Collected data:
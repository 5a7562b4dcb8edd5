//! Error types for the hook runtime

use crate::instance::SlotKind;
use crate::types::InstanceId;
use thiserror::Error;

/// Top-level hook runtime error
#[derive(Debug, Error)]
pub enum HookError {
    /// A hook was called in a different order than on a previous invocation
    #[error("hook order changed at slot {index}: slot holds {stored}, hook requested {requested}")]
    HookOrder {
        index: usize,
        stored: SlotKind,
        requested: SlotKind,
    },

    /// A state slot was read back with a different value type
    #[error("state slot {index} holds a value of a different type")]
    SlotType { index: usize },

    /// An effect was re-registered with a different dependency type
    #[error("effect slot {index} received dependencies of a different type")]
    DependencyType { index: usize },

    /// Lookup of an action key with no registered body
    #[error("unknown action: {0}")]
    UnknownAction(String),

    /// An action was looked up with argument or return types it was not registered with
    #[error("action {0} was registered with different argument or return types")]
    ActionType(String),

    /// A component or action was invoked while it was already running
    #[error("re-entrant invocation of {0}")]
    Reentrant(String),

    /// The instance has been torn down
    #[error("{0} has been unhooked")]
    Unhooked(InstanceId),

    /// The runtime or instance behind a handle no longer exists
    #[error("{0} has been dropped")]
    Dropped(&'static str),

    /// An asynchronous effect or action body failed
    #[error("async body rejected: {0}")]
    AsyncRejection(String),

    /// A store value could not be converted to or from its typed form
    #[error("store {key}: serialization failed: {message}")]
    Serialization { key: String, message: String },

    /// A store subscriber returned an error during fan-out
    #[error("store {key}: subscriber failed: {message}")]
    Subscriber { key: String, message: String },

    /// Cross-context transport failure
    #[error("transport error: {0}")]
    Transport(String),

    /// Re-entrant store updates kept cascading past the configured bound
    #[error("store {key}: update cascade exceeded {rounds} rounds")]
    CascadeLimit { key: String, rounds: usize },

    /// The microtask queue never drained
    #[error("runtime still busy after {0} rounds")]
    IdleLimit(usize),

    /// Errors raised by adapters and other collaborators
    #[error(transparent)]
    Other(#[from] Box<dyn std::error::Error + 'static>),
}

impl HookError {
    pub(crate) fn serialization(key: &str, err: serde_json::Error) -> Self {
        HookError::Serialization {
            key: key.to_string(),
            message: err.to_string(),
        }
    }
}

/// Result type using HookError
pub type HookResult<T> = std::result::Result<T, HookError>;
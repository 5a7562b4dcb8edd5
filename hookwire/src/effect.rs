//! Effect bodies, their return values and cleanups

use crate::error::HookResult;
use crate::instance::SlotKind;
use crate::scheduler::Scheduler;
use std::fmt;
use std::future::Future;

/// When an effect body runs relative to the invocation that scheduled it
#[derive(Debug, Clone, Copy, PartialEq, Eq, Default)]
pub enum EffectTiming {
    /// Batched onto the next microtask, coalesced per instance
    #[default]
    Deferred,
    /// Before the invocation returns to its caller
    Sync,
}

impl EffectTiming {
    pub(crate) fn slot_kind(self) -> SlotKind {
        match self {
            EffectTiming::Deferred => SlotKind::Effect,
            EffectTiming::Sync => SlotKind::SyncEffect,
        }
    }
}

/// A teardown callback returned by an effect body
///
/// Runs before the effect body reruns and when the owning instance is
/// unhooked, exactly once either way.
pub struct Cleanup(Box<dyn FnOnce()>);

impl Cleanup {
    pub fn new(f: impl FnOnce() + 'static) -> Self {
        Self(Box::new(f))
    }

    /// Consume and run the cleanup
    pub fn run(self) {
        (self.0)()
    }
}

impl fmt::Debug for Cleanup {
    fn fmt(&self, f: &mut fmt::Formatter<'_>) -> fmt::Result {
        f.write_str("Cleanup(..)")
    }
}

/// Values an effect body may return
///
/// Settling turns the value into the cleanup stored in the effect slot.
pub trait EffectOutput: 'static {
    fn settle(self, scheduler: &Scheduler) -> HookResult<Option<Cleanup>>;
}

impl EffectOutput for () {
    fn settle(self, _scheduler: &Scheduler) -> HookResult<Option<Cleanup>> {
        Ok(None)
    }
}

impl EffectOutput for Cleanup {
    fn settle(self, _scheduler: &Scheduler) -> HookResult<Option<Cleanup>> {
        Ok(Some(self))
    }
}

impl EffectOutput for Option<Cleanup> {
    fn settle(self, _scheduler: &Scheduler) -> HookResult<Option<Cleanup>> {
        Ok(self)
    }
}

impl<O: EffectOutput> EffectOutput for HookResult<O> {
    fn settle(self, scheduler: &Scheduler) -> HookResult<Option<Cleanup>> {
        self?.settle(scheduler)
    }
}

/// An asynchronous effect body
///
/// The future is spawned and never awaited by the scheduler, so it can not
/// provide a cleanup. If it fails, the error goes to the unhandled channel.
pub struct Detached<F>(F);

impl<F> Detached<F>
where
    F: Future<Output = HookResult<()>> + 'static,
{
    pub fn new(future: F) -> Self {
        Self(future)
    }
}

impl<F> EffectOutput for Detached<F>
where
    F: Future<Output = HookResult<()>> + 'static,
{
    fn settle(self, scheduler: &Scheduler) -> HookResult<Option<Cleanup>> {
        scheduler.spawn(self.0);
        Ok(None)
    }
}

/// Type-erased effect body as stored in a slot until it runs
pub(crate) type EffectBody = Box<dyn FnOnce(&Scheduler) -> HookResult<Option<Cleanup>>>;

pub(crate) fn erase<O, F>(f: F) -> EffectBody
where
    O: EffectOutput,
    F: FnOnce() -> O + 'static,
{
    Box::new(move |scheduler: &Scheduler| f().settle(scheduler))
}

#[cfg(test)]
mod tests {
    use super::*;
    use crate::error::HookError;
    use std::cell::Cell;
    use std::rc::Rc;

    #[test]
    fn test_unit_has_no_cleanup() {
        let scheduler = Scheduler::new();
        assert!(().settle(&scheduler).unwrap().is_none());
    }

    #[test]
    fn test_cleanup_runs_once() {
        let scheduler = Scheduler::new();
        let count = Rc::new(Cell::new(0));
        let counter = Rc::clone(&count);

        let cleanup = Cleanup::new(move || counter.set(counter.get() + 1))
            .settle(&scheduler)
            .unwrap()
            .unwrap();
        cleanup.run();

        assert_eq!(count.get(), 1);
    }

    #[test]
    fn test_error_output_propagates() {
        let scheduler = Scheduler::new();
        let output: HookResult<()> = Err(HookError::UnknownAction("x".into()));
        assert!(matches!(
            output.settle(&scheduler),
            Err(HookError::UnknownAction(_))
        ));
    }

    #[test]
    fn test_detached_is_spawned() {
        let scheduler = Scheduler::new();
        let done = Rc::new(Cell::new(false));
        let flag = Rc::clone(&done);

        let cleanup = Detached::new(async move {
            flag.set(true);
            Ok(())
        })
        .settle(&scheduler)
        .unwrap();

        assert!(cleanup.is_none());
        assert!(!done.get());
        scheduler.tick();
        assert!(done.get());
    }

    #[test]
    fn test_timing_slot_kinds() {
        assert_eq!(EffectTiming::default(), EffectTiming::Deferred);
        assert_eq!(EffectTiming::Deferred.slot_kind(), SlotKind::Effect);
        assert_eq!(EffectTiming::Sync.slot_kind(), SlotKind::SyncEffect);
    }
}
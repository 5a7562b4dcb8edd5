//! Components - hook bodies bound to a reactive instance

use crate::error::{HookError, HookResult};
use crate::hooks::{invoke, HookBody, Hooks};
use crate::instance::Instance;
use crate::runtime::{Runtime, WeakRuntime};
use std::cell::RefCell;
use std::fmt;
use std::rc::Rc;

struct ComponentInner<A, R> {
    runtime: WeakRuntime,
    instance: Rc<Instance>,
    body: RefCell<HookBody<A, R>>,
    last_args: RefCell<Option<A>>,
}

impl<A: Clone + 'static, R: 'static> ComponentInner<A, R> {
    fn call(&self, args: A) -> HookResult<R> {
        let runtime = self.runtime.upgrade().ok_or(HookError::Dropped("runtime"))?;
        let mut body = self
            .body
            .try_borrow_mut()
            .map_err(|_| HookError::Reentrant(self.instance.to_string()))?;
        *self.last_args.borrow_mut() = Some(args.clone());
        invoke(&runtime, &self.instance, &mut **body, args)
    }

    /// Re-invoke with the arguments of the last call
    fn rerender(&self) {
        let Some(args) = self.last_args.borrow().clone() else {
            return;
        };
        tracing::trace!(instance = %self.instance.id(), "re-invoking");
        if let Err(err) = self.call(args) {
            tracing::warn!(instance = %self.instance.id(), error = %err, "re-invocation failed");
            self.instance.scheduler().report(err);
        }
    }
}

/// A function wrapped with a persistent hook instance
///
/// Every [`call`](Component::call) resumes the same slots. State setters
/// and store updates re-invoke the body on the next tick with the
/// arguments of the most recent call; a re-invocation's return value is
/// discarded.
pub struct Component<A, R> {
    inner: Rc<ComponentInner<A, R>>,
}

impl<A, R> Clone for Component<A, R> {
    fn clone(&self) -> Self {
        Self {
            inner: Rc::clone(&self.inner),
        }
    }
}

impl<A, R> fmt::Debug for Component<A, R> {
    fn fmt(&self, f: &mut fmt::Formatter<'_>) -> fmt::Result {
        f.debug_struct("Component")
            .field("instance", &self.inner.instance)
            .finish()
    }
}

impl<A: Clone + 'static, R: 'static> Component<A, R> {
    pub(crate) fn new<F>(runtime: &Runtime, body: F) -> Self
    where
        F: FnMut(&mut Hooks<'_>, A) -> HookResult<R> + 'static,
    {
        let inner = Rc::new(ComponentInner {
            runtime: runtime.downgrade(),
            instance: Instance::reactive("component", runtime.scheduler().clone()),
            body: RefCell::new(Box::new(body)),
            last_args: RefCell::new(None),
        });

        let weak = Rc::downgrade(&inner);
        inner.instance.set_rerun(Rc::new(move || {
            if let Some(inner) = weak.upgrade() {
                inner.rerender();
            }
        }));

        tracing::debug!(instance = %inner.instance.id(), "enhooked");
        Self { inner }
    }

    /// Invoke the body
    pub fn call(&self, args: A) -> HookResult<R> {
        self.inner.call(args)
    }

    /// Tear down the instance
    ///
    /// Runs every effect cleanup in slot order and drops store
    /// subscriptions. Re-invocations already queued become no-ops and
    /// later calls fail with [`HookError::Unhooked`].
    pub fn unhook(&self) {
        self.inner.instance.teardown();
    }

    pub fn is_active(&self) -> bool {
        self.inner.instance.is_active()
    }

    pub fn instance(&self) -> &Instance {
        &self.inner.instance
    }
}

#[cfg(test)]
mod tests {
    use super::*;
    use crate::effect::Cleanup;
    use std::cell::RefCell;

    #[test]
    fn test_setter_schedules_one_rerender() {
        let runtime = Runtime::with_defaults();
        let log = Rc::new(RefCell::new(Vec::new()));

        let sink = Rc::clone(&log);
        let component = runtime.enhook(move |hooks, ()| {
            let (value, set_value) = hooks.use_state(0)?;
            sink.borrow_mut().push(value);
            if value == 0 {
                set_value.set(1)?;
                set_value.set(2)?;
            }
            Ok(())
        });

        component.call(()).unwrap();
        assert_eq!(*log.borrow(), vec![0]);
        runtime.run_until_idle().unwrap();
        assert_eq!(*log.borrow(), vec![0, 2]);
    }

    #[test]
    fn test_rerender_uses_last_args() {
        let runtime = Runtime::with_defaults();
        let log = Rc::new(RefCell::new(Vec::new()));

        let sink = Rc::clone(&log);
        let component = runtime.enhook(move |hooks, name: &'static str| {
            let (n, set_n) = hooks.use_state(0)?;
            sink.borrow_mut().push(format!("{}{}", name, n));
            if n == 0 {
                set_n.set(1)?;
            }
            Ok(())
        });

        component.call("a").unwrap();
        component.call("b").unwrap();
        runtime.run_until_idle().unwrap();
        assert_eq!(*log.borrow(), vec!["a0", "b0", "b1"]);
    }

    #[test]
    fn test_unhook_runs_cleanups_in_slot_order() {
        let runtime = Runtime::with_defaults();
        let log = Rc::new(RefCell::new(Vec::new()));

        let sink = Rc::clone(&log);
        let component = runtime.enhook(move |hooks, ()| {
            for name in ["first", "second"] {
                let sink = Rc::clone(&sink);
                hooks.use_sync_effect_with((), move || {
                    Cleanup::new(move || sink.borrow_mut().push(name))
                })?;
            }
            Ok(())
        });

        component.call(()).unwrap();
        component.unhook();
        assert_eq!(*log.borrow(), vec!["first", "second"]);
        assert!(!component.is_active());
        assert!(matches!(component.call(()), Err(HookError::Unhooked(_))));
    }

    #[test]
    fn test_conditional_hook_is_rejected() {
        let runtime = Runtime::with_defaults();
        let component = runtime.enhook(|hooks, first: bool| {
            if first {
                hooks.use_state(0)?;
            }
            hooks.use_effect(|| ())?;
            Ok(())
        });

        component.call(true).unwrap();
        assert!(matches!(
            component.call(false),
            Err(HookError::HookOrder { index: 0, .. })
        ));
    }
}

**EXERCISE INSTRUCTIONS**
Write out each line above that contains the word "different".

**TASK OUTPUT**
    /// A hook was called in a different order than on a previous invocation
    /// A state slot was read back with a different value type
    #[error("state slot {index} holds a value of a different type")]
    /// An effect was re-registered with a different dependency type
    #[error("effect slot {index} received dependencies of a different type")]
    #[error("action {0} was registered with different argument or return types")]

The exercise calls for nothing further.